What needs to be done =
Please report how many lines of the data include the word "Standardizer", with the number as the entire reply.

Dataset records
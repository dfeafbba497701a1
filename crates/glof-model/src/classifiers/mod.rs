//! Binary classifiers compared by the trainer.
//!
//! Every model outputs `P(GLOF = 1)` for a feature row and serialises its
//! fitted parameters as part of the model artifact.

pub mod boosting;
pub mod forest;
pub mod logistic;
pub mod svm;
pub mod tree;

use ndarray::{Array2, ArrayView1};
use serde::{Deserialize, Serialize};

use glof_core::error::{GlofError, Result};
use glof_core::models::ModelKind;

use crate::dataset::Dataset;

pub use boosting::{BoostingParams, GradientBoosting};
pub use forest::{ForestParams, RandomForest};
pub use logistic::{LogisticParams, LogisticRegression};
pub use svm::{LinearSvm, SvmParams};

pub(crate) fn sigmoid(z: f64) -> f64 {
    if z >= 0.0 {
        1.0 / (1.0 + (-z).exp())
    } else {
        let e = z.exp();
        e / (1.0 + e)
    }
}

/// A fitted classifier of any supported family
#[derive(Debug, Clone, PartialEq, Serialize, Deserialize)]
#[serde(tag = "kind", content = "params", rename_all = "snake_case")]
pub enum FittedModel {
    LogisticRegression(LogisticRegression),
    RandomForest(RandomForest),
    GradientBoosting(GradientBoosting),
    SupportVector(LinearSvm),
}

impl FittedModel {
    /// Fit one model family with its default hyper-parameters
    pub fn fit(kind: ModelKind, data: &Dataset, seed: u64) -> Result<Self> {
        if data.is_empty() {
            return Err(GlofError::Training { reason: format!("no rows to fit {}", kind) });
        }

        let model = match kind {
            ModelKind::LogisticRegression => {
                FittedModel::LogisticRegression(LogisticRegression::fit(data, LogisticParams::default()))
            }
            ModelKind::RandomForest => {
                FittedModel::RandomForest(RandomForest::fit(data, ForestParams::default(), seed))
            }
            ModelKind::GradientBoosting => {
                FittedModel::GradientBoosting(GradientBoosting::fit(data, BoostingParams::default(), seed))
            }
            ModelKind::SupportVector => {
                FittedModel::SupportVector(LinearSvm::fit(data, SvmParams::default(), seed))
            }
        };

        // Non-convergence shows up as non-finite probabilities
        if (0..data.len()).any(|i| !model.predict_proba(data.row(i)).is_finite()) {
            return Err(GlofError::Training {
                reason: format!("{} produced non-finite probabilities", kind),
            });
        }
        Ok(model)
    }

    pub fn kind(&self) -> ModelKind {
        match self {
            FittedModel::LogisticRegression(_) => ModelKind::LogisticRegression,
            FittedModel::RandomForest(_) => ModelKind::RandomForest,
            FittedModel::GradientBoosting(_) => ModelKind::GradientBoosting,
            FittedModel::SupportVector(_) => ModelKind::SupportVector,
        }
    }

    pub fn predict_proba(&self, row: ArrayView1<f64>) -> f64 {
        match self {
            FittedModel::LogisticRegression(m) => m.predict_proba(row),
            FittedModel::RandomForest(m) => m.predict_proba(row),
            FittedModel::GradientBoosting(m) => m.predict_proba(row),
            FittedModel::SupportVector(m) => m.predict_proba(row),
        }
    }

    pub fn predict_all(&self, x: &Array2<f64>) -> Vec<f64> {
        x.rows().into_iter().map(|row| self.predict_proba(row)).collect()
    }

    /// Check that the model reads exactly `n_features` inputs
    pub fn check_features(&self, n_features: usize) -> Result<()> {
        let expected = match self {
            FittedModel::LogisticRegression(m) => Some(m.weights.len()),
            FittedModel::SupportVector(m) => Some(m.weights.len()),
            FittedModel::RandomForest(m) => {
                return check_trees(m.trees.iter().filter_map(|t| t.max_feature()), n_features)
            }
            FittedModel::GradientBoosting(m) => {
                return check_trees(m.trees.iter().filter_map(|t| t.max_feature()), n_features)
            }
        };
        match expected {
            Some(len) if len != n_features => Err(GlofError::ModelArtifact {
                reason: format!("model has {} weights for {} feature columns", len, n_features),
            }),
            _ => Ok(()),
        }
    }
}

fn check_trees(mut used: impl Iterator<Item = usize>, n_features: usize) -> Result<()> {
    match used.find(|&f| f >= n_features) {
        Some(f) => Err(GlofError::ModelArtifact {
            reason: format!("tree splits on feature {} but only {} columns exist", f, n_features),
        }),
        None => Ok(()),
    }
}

--

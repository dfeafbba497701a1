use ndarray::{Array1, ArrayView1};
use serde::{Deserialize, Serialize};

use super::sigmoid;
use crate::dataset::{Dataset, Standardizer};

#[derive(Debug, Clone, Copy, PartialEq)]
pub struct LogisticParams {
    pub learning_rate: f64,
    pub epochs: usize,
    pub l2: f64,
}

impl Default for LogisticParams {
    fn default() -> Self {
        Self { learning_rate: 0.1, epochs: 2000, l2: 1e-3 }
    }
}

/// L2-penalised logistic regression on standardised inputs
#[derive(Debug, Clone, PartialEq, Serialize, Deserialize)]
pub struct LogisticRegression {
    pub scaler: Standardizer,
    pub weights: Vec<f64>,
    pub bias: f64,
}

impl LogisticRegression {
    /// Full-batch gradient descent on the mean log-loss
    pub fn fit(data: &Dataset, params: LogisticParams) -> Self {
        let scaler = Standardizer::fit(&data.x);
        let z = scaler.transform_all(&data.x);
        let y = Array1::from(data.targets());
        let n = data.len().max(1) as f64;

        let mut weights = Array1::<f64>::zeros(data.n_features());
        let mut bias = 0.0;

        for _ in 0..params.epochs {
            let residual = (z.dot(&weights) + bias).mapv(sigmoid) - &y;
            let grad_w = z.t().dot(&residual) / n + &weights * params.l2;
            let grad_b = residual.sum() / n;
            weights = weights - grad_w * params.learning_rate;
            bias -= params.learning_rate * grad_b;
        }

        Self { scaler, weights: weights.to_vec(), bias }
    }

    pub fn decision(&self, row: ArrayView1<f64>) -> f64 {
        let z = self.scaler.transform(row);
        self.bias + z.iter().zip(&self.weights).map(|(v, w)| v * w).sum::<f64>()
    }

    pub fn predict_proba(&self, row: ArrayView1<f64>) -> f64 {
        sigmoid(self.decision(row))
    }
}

Task answer =
3